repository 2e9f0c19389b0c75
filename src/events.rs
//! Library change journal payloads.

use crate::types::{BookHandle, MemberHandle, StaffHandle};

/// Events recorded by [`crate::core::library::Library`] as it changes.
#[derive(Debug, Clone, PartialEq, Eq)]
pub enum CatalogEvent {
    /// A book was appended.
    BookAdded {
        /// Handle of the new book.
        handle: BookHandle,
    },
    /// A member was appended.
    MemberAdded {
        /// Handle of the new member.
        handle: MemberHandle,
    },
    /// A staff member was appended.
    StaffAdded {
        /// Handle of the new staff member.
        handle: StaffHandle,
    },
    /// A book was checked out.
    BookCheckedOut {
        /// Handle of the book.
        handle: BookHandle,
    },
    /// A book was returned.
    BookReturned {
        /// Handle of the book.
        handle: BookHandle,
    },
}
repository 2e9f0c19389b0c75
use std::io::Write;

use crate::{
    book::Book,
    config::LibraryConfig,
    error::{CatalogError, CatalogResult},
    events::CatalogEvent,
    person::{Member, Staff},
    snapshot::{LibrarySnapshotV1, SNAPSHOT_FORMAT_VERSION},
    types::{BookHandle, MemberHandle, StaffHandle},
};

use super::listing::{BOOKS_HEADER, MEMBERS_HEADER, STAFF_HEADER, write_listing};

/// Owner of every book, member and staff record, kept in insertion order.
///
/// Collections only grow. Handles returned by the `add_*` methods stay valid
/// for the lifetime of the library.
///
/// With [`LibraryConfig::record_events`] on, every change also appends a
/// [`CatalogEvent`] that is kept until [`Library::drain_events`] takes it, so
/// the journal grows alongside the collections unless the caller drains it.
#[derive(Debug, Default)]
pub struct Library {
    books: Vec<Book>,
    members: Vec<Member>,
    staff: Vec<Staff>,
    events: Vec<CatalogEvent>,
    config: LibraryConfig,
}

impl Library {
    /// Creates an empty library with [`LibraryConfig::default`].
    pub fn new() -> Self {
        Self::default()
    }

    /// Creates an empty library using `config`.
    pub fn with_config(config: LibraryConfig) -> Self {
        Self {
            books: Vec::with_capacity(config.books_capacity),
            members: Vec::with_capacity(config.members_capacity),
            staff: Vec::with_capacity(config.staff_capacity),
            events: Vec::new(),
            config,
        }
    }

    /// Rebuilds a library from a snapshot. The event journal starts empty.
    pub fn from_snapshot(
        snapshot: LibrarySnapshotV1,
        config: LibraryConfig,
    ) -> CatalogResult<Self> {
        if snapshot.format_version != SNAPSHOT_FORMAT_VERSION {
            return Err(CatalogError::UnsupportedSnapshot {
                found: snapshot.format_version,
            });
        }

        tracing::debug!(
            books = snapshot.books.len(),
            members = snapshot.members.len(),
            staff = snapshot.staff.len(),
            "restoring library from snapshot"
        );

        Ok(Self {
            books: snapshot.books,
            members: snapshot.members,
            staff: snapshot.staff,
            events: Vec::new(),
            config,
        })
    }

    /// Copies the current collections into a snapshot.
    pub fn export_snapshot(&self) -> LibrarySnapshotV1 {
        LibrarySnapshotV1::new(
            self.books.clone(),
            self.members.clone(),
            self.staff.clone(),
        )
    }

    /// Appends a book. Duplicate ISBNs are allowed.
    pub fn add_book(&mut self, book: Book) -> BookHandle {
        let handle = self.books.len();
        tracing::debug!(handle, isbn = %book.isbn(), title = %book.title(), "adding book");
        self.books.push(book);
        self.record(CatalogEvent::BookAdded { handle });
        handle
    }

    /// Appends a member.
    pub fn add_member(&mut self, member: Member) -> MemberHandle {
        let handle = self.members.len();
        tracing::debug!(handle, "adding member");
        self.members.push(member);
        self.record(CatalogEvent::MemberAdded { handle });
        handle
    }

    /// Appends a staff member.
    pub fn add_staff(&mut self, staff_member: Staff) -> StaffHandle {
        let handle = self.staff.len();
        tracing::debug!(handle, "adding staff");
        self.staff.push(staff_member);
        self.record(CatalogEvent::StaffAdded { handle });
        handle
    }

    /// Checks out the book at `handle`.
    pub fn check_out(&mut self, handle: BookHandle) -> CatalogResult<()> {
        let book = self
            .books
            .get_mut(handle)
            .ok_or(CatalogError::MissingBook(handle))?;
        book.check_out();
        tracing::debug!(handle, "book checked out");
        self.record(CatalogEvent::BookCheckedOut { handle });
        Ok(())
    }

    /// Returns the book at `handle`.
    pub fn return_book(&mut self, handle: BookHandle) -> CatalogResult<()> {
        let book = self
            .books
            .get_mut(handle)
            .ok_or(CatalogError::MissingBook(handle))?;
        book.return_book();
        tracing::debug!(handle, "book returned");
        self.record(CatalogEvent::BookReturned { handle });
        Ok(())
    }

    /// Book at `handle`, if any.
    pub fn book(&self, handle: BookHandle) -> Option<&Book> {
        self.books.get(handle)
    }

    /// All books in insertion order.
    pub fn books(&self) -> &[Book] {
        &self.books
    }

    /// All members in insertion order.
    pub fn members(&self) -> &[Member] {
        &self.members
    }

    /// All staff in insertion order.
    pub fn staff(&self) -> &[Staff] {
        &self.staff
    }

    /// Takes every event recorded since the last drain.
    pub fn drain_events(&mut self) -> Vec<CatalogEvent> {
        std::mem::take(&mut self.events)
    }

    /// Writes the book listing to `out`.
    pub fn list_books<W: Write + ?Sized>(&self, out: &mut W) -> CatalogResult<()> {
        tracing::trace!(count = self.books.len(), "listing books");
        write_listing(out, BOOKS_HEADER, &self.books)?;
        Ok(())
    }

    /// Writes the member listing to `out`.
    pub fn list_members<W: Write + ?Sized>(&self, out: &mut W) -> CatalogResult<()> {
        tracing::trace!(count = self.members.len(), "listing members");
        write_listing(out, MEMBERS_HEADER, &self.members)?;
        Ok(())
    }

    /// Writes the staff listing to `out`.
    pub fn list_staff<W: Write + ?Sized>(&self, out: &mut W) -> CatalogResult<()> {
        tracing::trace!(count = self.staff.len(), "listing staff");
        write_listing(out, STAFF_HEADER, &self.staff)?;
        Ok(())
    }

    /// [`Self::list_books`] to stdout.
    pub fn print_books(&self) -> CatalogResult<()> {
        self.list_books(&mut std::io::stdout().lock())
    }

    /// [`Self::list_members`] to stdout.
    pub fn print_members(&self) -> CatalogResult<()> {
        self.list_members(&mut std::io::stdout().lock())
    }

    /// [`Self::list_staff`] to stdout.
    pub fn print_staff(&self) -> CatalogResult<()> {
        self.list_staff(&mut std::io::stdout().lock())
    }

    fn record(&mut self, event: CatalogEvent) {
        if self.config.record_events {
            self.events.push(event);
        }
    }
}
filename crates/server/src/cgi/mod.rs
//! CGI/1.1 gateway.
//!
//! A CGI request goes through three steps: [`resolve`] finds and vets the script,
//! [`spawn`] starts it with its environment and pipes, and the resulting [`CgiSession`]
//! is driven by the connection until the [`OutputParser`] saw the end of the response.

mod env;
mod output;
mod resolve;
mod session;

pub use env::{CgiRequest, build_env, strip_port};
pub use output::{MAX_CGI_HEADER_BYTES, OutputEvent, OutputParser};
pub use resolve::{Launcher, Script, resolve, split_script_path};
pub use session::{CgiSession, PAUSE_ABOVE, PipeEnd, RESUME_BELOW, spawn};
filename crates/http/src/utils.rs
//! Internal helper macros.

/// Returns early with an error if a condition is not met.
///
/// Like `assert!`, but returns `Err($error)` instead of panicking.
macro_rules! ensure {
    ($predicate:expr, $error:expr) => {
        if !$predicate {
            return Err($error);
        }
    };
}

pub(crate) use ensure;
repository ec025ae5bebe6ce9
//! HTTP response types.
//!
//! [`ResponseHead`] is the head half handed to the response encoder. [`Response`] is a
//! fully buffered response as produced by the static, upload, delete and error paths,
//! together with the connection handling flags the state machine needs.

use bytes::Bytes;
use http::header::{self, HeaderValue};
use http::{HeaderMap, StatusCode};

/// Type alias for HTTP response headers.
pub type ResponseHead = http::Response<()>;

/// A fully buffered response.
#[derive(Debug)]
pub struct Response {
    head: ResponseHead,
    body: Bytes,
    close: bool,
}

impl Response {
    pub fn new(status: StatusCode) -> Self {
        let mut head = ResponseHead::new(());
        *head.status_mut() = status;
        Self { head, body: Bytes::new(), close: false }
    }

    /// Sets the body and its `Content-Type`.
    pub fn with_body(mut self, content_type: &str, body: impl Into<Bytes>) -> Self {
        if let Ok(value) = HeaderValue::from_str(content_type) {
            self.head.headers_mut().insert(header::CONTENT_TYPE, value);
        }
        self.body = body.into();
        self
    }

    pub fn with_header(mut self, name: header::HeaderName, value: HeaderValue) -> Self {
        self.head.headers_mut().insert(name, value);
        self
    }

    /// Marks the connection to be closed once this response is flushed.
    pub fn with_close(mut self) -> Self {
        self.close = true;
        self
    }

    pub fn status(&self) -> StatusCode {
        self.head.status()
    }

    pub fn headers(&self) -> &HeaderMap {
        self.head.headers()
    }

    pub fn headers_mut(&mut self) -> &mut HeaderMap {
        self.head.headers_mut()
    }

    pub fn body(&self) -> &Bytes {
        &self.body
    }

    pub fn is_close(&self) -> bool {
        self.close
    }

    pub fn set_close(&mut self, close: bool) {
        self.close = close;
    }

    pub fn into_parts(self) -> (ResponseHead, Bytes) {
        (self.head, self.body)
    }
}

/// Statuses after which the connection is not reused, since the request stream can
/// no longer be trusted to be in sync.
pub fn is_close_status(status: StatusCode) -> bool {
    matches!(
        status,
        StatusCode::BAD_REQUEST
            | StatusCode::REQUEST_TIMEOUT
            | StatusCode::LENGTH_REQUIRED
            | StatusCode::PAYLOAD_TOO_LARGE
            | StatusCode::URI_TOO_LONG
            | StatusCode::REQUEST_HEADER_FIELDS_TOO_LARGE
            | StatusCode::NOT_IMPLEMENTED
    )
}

------

If the string "stdout" is in a line of the entries, pick that line out.

    /// [`Self::list_books`] to stdout.
        self.list_books(&mut std::io::stdout().lock())
    /// [`Self::list_members`] to stdout.
        self.list_members(&mut std::io::stdout().lock())
    /// [`Self::list_staff`] to stdout.
        self.list_staff(&mut std::io::stdout().lock())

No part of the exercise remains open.